■ Exercise brief
Please copy each line of the listing that includes the string "from".

■ Source records
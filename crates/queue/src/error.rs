//! Error types for task execution and background draining.

use thiserror::Error;

/// Outcome of a task body that did not complete normally.
#[derive(Debug, Error)]
pub enum TaskError {
	/// The task observed a cancellation request and aborted.
	///
	/// Not a failure: cancelled tasks are still disposed exactly once.
	#[error("task cancelled")]
	Cancelled,

	/// The task body failed.
	#[error("task failed: {0}")]
	Failed(#[from] anyhow::Error),
}

impl TaskError {
	/// Builds a [`TaskError::Failed`] from a plain message.
	pub fn failed(msg: impl std::fmt::Display + std::fmt::Debug + Send + Sync + 'static) -> Self {
		Self::Failed(anyhow::Error::msg(msg))
	}

	/// Returns true for [`TaskError::Cancelled`].
	pub fn is_cancelled(&self) -> bool {
		matches!(self, Self::Cancelled)
	}
}

/// Errors raised by [`crate::QueueExecutor`].
#[derive(Debug, Error)]
pub enum ExecutorError {
	/// `QueueExecutor::spawn` was called outside a tokio runtime.
	#[error("queue executor requires a running tokio runtime")]
	NoRuntime,

	/// The background worker task could not be joined.
	#[error("queue executor worker failed: {0}")]
	Join(String),
}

■ Final answer
	Failed(#[from] anyhow::Error),
	/// Builds a [`TaskError::Failed`] from a plain message.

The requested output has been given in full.